Exercise prompt
Beneath this task are records; print exactly the stretch of them from the line with "provider they are" through the line with "let credential_env = section.api_key_env.as_deref().filter(|_|", both ends included.

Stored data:
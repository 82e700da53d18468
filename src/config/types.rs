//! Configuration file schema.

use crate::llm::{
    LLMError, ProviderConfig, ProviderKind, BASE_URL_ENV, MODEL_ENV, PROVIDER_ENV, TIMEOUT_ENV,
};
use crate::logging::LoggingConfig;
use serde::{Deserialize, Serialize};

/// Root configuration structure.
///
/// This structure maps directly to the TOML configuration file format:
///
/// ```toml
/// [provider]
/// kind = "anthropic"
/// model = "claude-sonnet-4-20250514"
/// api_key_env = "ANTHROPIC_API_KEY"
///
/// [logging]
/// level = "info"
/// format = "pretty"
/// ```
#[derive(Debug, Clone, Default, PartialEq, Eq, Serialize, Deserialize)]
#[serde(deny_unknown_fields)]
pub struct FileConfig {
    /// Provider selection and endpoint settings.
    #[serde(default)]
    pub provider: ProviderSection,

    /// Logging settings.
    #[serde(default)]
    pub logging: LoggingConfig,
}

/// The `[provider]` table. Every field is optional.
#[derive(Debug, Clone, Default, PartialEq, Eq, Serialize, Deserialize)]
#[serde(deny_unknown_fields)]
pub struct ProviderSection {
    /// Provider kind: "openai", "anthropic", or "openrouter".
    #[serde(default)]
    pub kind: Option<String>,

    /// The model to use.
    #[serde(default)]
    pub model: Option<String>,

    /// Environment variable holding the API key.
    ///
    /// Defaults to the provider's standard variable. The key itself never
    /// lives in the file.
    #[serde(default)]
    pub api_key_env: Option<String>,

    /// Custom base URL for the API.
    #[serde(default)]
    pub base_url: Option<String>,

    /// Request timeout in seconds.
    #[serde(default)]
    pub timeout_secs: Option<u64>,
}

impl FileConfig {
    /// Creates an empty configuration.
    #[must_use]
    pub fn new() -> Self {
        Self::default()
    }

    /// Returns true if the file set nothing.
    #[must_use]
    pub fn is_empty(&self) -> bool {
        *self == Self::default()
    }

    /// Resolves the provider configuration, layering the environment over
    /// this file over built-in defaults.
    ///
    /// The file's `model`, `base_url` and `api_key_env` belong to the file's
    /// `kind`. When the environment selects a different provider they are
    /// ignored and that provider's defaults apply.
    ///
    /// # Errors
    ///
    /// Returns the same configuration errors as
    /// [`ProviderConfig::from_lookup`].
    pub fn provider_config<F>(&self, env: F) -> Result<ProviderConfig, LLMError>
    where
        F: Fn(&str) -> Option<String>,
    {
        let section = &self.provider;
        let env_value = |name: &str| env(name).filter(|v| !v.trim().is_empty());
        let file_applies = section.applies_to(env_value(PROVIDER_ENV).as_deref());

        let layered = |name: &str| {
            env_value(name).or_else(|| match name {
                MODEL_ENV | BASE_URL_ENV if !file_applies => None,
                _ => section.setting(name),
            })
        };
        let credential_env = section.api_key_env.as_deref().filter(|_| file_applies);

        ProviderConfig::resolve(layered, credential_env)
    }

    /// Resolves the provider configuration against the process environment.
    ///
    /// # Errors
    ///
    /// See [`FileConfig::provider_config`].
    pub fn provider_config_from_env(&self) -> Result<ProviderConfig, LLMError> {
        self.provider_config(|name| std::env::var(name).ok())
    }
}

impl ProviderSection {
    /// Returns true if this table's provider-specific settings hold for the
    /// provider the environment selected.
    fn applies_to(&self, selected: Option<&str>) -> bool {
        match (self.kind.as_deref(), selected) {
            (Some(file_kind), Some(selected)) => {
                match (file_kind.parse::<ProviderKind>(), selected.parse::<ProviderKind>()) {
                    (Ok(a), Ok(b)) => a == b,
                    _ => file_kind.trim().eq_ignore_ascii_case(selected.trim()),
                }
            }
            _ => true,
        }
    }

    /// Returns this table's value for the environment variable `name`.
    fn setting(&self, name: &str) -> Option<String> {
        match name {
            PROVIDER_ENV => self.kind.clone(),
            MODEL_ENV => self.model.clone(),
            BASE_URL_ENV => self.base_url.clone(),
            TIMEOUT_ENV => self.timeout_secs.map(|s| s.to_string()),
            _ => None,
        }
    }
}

Result below
    /// `kind`. When the environment selects a different provider they are
    /// ignored and that provider's defaults apply.
    ///
    /// # Errors
    ///
    /// Returns the same configuration errors as
    /// [`ProviderConfig::from_lookup`].
    pub fn provider_config<F>(&self, env: F) -> Result<ProviderConfig, LLMError>
    where
        F: Fn(&str) -> Option<String>,
    {
        let section = &self.provider;
        let env_value = |name: &str| env(name).filter(|v| !v.trim().is_empty());
        let file_applies = section.applies_to(env_value(PROVIDER_ENV).as_deref());

        let layered = |name: &str| {
            env_value(name).or_else(|| match name {
                MODEL_ENV | BASE_URL_ENV if !file_applies => None,
                _ => section.setting(name),
            })
        };
        let credential_env = section.api_key_env.as_deref().filter(|_| file_applies);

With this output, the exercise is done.